Having reviewed the system, each partition is normally read as a whole, and for the largest partitions, parallel query/parallel DML were used using degree of parallelism of 8 only. Therefore, there was really no good reason to maintain 60 sub-partitions within a single partition. So it was decided that we will reduce it from 60 to 8.

 

Initially we tried performing the work in-situ, by using partition merge. We tested this against the largest partition with 47 million rows, and it took 45 minutes to complete. Considering we have 1000 partitions to do, even if we run this in parallel, it would be impossible to do this work over a weekend.

 

Next we tried another strategy:

  • Create a new table with the same structure
  • Create all the partitions/sub-partitions using the new template
  • Set the table to be nologging
  • Perform insert select with APPEND and PARALLEL hints for both read and write.
  • Run 12 streams

 

We were getting 4 billion rows throughput per hour, meaning that the work was done well within 1.5 hours.

Size of final table was 450GB, a saving of 250GB.

 

This means we will have all the time in the world to add any indexes if needed, plus to regenerate the statistics on this new table.

 

I knew Oracle was not slow, but this is impressive indeed.

 

Thursday, May 28th, 2009 at 15:49

Compromising between Java and Oracle to load LOB/CLOB/XML

Problem:

We have the challenge to load feed files, each with approximately 100k rows of trade data with XML which sizes vary between 30k to 300k, into an Oracle database, across the network, as quickly as possible.

 

Trade data is processed in a grid using a Java application, which in turn produces these XMLs to be inserted into the database. The Java application produces row by row insert statements against the database, and in effort to increase throughput, multiple streams of inserts will be run.  It was reported that performance was unsatisfactory, and that the assumption that the bottleneck is the database.

 

 Constraints:

The use of external tables, sqlldr are not an option at this point, as it requires large changes to the java application which currently produces the required data.

 

Analysis:

Those who are familiar with Oracle will question the report that Oracle is struggling to load a mere 100k rows of data. On closer analysis, it is clear that the real bottleneck is network. 100k rows of data equates to about 7GB worth of data.

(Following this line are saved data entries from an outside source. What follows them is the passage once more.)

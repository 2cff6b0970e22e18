//! Application configuration

use serde::{Deserialize, Serialize};

const DEFAULT_LOG_FILTER: &str = "info";

/// Process-level configuration shared by every subcommand
#[derive(Debug, Clone, PartialEq, Eq, Serialize, Deserialize)]
pub struct AppConfig {
    /// Application name, reported when logging starts
    pub app_name: String,
    /// Filter used when `RUST_LOG` is not set
    pub default_log_filter: String,
    /// Emit JSON log lines instead of human-readable ones
    pub json_logs: bool,
}

impl Default for AppConfig {
    fn default() -> Self {
        Self {
            app_name: "quote-brief".to_string(),
            default_log_filter: DEFAULT_LOG_FILTER.to_string(),
            json_logs: false,
        }
    }
}

impl AppConfig {
    /// Build the configuration from environment variables
    ///
    /// `QUOTE_BRIEF_LOG` overrides the default filter and
    /// `QUOTE_BRIEF_LOG_JSON` (`1`/`true`) switches to JSON output.
    pub fn from_env() -> Self {
        let mut config = Self::default();
        if let Ok(filter) = std::env::var("QUOTE_BRIEF_LOG") {
            if !filter.trim().is_empty() {
                config.default_log_filter = filter;
            }
        }
        if let Ok(flag) = std::env::var("QUOTE_BRIEF_LOG_JSON") {
            config.json_logs = parse_flag(&flag);
        }
        config
    }
}

fn parse_flag(value: &str) -> bool {
    matches!(
        value.trim().to_ascii_lowercase().as_str(),
        "1" | "true" | "yes" | "on"
    )
}
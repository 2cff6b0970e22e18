//! Layered YAML prompt files
//!
//! Prompt text can live outside the binary in a directory of YAML files that
//! are merged from general to specific:
//!
//! ```text
//! prompts/
//! ├── foundation.yaml            # always loaded
//! ├── domain/analysis.yaml       # domain of the module
//! ├── modules/<module>.yaml
//! └── scenarios/<scenario>.yaml
//! ```
//!
//! Later layers override earlier ones key by key; nested mappings merge
//! recursively, anything else is replaced. A missing file is an empty layer.
//! After merging, the `system`, `assistant_primer` and `user_template` strings
//! get `{var}` placeholders substituted.

use crate::{PromptError, Result};
use serde_yaml::{Mapping, Value};
use std::collections::BTreeMap;
use std::path::{Path, PathBuf};
use tracing::debug;

/// Keys whose string values receive `{var}` substitution
pub const RENDERED_KEYS: [&str; 3] = ["system", "assistant_primer", "user_template"];

/// Module-to-domain routing
const MODULE_DOMAINS: &[(&str, &str)] = &[("realtime_analysis", "analysis")];

/// Loader rooted at a prompts directory
#[derive(Debug, Clone)]
pub struct PromptLayers {
    root: PathBuf,
}

/// Result of merging and rendering the layers
#[derive(Debug, Clone, Default, PartialEq)]
pub struct LayeredPrompt {
    merged: Mapping,
}

impl PromptLayers {
    /// Create a loader for `root`
    pub fn new(root: impl Into<PathBuf>) -> Self {
        Self { root: root.into() }
    }

    /// Root directory
    pub fn root(&self) -> &Path {
        &self.root
    }

    /// Domain a module belongs to, if any
    pub fn domain_for(module: &str) -> Option<&'static str> {
        MODULE_DOMAINS
            .iter()
            .find(|(m, _)| *m == module)
            .map(|(_, domain)| *domain)
    }

    /// Load, merge and render the layers for `module` / `scenario`
    ///
    /// `now` (local time, `%Y-%m-%d %H:%M:%S`) is always available as a
    /// variable; entries in `vars` override it.
    pub fn load(
        &self,
        module: Option<&str>,
        scenario: Option<&str>,
        vars: &BTreeMap<String, String>,
    ) -> Result<LayeredPrompt> {
        let mut paths = vec![self.root.join("foundation.yaml")];
        if let Some(domain) = module.and_then(Self::domain_for) {
            paths.push(self.root.join("domain").join(format!("{domain}.yaml")));
        }
        if let Some(module) = module {
            paths.push(self.root.join("modules").join(format!("{module}.yaml")));
        }
        if let Some(scenario) = scenario {
            paths.push(self.root.join("scenarios").join(format!("{scenario}.yaml")));
        }

        let mut merged = Value::Mapping(Mapping::new());
        for path in &paths {
            let layer = read_layer(path)?;
            if !layer.is_null() {
                deep_merge(&mut merged, layer);
            }
        }

        let mut all_vars = BTreeMap::new();
        all_vars.insert(
            "now".to_string(),
            chrono::Local::now().format("%Y-%m-%d %H:%M:%S").to_string(),
        );
        all_vars.extend(vars.iter().map(|(k, v)| (k.clone(), v.clone())));

        let mut merged = match merged {
            Value::Mapping(map) => map,
            _ => Mapping::new(),
        };
        for key in RENDERED_KEYS {
            if let Some(Value::String(text)) = merged.get_mut(key) {
                *text = render_placeholders(text, &all_vars);
            }
        }

        Ok(LayeredPrompt { merged })
    }
}

impl LayeredPrompt {
    /// String value for `key`, if present
    pub fn get_str(&self, key: &str) -> Option<&str> {
        self.merged.get(key).and_then(Value::as_str)
    }

    /// Rendered system prompt
    pub fn system(&self) -> Option<&str> {
        self.get_str("system")
    }

    /// Rendered assistant primer
    pub fn assistant_primer(&self) -> Option<&str> {
        self.get_str("assistant_primer")
    }

    /// Rendered user message template
    pub fn user_template(&self) -> Option<&str> {
        self.get_str("user_template")
    }

    /// Raw merged document
    pub fn as_mapping(&self) -> &Mapping {
        &self.merged
    }

    /// Whether no layer contributed anything
    pub fn is_empty(&self) -> bool {
        self.merged.is_empty()
    }
}

fn read_layer(path: &Path) -> Result<Value> {
    if !path.exists() {
        debug!(path = %path.display(), "prompt layer missing, skipping");
        return Ok(Value::Null);
    }
    let raw = std::fs::read_to_string(path)?;
    let value: Value = serde_yaml::from_str(&raw).map_err(|e| PromptError::LayerLoadError {
        path: path.display().to_string(),
        detail: e.to_string(),
    })?;
    debug!(path = %path.display(), "loaded prompt layer");
    Ok(value)
}

/// Recursively merge `overlay` into `base`
///
/// Mappings merge key by key; any other overlay value replaces the base.
fn deep_merge(base: &mut Value, overlay: Value) {
    match (base, overlay) {
        (Value::Mapping(base_map), Value::Mapping(overlay_map)) => {
            for (key, overlay_val) in overlay_map {
                match base_map.get_mut(&key) {
                    Some(base_val) => deep_merge(base_val, overlay_val),
                    None => {
                        base_map.insert(key, overlay_val);
                    }
                }
            }
        }
        (base, overlay) => *base = overlay,
    }
}

/// Replace every `{name}` with its value; unknown placeholders stay as-is
pub fn render_placeholders(template: &str, vars: &BTreeMap<String, String>) -> String {
    vars.iter().fold(template.to_string(), |acc, (key, value)| {
        acc.replace(&format!("{{{key}}}"), value)
    })
}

1)       Tried using a new listener with 32k packet sizing, as opposed to the default 2k. I expected that this would reduce the amount of return trips that have to be made to transfer al the data. Good idea, but turned out that it hardly made any difference in throughput 

2)       We partitioned the target table to 20 partitions (hash), in the hope to load  balance the concurrent loader to hit the different partitions. No improvement, and the main bottleneck is still network

3)       OK, hardcore DBAs might frown on this one, but I think this is a very neat and interesting approach. We zipped the XML at source (at the java application side) to reduce the amount of data have to be shifted across the network. We later unzipped the XML with a simple trigger on the table, prior to writing it to the target column (yes, this works row by row still). This eliminates the network bottleneck, which is a very good thing, however performance is still not good enough

4)       Altered the table and modify the lob column to use the CACHE option. This improved performance considerably, but now we were seeing a lot of “log buffer space” wait event. This was confusing me, because I had set the table to be NOLOGGING. After much digging, turned out that CACHE does not go hand in hand with NOLOGGING. If you cache, logging will be turned on automatically. The fact is, nocache nologging is much much slower than cache logging. So we will just have to deal with the “log buffer space” wait.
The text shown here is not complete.